Can we represent the boolean function of a truth table using only XOR and NOT? And if so, how can this be done? Is there any technique or algorithm?

Thanks

 

what is that function ?

 

I'd take a piece of paper and try and at first make clear: What is XOR and how does XOR work.

 

Can we represent the boolean function of a truth table using only XOR and NOT? And if so, how can this be done? Is there any technique or algorithm?

Thanks

Is the question asking if you can represent ANY boolean function using only XOR and NOT? Or is it asking about a SPECIFIC boolean function?

 

Is the question asking if you can represent ANY boolean function using only XOR and NOT? Or is it asking about a SPECIFIC boolean function?

It asks for a specific function:

A'B'C'+A'BC+AB'C'+AB'C

Where X' means negation of X and + means OR

 

It asks for a specific function:

That's good, because, in general, you can't code an arbitrary boolean function using only XOR (the NOT is extraneous because you CAN make a NOT out of an XOR).

What you need to do is try to rewrite your boolean function into combinations of the form (A'B+AB') or (AB+A'B'). The former is an XOR and the latter is an XNOR, which is an XOR with any odd number of inputs/outputs inverted.

If you are familiar with Karnaugh maps, those can help you identify the XOR/XNOR relationships.

 

I have tried to find a solution. I have tried to use http://www.eetimes.com/design/programmable-logic/4015081/Logic-101--Part-3--Reed-Muller-Logic/
in order to find a checkboard pattern in order to solve it but I have not found something. Can you help me find if this problem has solution in order not to try without purpose? I give the full truth table of the function that should be written using only NOT and EXOR gates.

INPUTS OUTPUT
A B C | E
--------------------
0 0 0 1
0 0 1 0
0 1 0 0
0 1 1 1
1 0 0 1
1 0 1 1
1 1 0 0
1 1 1 0

What I have found is that the upper half table is B XNOR C (1) and the other
half A XOR B (2). But I can't find a way to tell if A=0 use function (1) else function (2).

 

I could be wrong, but I don't think that function can be done using XOR gates. I don't think there is the necessary antisymmetry across the mid line.

If it turns out that it can be done, please post the solution once you know it.

 

I could be wrong, but I don't think that function can be done using XOR gates. I don't think there is the necessary antisymmetry across the mid line.

If it turns out that it can be done, please post the solution once you know it.

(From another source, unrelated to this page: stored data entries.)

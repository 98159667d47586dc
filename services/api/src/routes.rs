use crate::infra::{build_report_view, AppState, LedgerState, ReportQuery};
use axum::extract::Query;
use axum::http::{header, StatusCode};
use axum::response::IntoResponse;
use axum::routing::{get, post};
use axum::{Extension, Json, Router};
use serde::Deserialize;
use serde_json::json;
use staff_ledger::admin::{SheetLine, UserSummary};
use staff_ledger::dashboard::StaffDashboard;
use staff_ledger::error::AppError;
use staff_ledger::load::{load_contribution_sheet, load_dashboard, load_directory, Listing};
use staff_ledger::report::{to_csv_string, ReportSnapshot};

pub(crate) fn with_ledger_routes(ledger: LedgerState) -> Router {
    Router::new()
        .route("/health", get(healthcheck))
        .route("/ready", get(readiness_endpoint))
        .route("/metrics", get(metrics_endpoint))
        .route("/api/v1/report", get(report_endpoint))
        .route("/api/v1/report/query", post(report_query_endpoint))
        .route("/api/v1/report/print", get(report_print_endpoint))
        .route("/api/v1/report/export", get(report_export_endpoint))
        .route("/api/v1/dashboard", get(dashboard_endpoint))
        .route("/api/v1/admin/users", get(admin_users_endpoint))
        .route(
            "/api/v1/admin/contributions",
            get(admin_contributions_endpoint),
        )
        .layer(Extension(ledger))
}

pub(crate) async fn healthcheck() -> Json<serde_json::Value> {
    Json(json!({ "status": "ok" }))
}

pub(crate) async fn readiness_endpoint(Extension(state): Extension<AppState>) -> impl IntoResponse {
    let ready = state.readiness.load(std::sync::atomic::Ordering::Relaxed);
    let status = if ready {
        StatusCode::OK
    } else {
        StatusCode::SERVICE_UNAVAILABLE
    };

    let payload = if ready {
        json!({ "status": "ready" })
    } else {
        json!({ "status": "initializing" })
    };

    (status, Json(payload))
}

pub(crate) async fn metrics_endpoint(Extension(state): Extension<AppState>) -> impl IntoResponse {
    (
        StatusCode::OK,
        [(header::CONTENT_TYPE, "text/plain; version=0.0.4")],
        state.metrics.render(),
    )
}

pub(crate) async fn report_endpoint(
    Extension(ledger): Extension<LedgerState>,
    Query(pairs): Query<Vec<(String, String)>>,
) -> Result<Json<ReportSnapshot>, AppError> {
    let query = ReportQuery::from_pairs(pairs)?;
    let view = build_report_view(ledger.api.as_ref(), ledger.page_size, query).await?;
    Ok(Json(view.snapshot()))
}

pub(crate) async fn report_query_endpoint(
    Extension(ledger): Extension<LedgerState>,
    Json(query): Json<ReportQuery>,
) -> Result<Json<ReportSnapshot>, AppError> {
    let view = build_report_view(ledger.api.as_ref(), ledger.page_size, query).await?;
    Ok(Json(view.snapshot()))
}

pub(crate) async fn report_print_endpoint(
    Extension(ledger): Extension<LedgerState>,
    Query(pairs): Query<Vec<(String, String)>>,
) -> Result<impl IntoResponse, AppError> {
    let query = ReportQuery::from_pairs(pairs)?;
    let view = build_report_view(ledger.api.as_ref(), ledger.page_size, query).await?;
    Ok((
        [(header::CONTENT_TYPE, "text/html; charset=utf-8")],
        view.print_html(),
    ))
}

pub(crate) async fn report_export_endpoint(
    Extension(ledger): Extension<LedgerState>,
    Query(pairs): Query<Vec<(String, String)>>,
) -> Result<impl IntoResponse, AppError> {
    let mut query = ReportQuery::from_pairs(pairs)?;
    query.page_index = 0;
    let view = build_report_view(ledger.api.as_ref(), ledger.page_size, query).await?;
    let csv = to_csv_string(view.filtered_rows())?;
    Ok((
        [
            (header::CONTENT_TYPE, "text/csv; charset=utf-8"),
            (
                header::CONTENT_DISPOSITION,
                "attachment; filename=\"contribution-report.csv\"",
            ),
        ],
        csv,
    ))
}

pub(crate) async fn dashboard_endpoint(
    Extension(ledger): Extension<LedgerState>,
) -> Result<Json<StaffDashboard>, AppError> {
    let dashboard = load_dashboard(ledger.api.as_ref()).await?;
    Ok(Json(dashboard))
}

pub(crate) async fn admin_users_endpoint(
    Extension(ledger): Extension<LedgerState>,
) -> Json<Listing<UserSummary>> {
    Json(load_directory(ledger.api.as_ref()).await)
}

#[derive(Debug, Default, Deserialize)]
pub(crate) struct ContributionSearch {
    #[serde(default)]
    pub(crate) q: String,
}

pub(crate) async fn admin_contributions_endpoint(
    Extension(ledger): Extension<LedgerState>,
    Query(search): Query<ContributionSearch>,
) -> Json<Listing<SheetLine>> {
    Json(load_contribution_sheet(ledger.api.as_ref(), &search.q).await)
}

This subject was given in the entry examination for the National School of Public Administration. So I do not have the answer. I asked some other contenstants and they told me that they could not find a solution. So I suspect it is wrong too. I was just trying to solve it in order to confirm this fact. After spending a day to solve it and considering your answer, I give up. Thanks for your help.

 

Maybe the expression was incorrectly stated and should have been:

A'B'C' + A'BC + ABC' + AB'C

 

I was wondering if it shouldn't have been:

A'B'C'+A'BC+AB'C'+AB'C'

MrChips caught a typo above. I meant:

A'B'C'+A'BC+AB'C'+ABC

Which would be

A'(B'C'+BC)+A(B'C'+BC)

A XOR (B XNOR C)

 

This subject was given in the entry examination for the National School of Public Administration. So I do not have the answer. I asked some other contenstants and they told me that they could not find a solution. So I suspect it is wrong too. I was just trying to solve it in order to confirm this fact. After spending a day to solve it and considering your answer, I give up. Thanks for your help.

National School of Public Administration?

What kind of school is this? What is meant by "Public Administration"? Here, that term generally refers to government bureaucrats of one ilk or another. A foundation in logic, of any sort, is generally not high on their list of core competencies. But I'm guessing that it has a broader meaning where you are.

 

I was wondering if it shouldn't have been:

A'B'C'+A'BC+AB'C'+AB'C'

You made a typo. Your last two terms are the same.

Here's my guess:

A'B'C'+A'BC+ABC'+AB'C

 

You made a typo. Your last two terms are the same.

Here's my guess:

A'B'C'+A'BC+ABC'+AB'C

Yep, sure did. Fixed it in the post above. Thanks!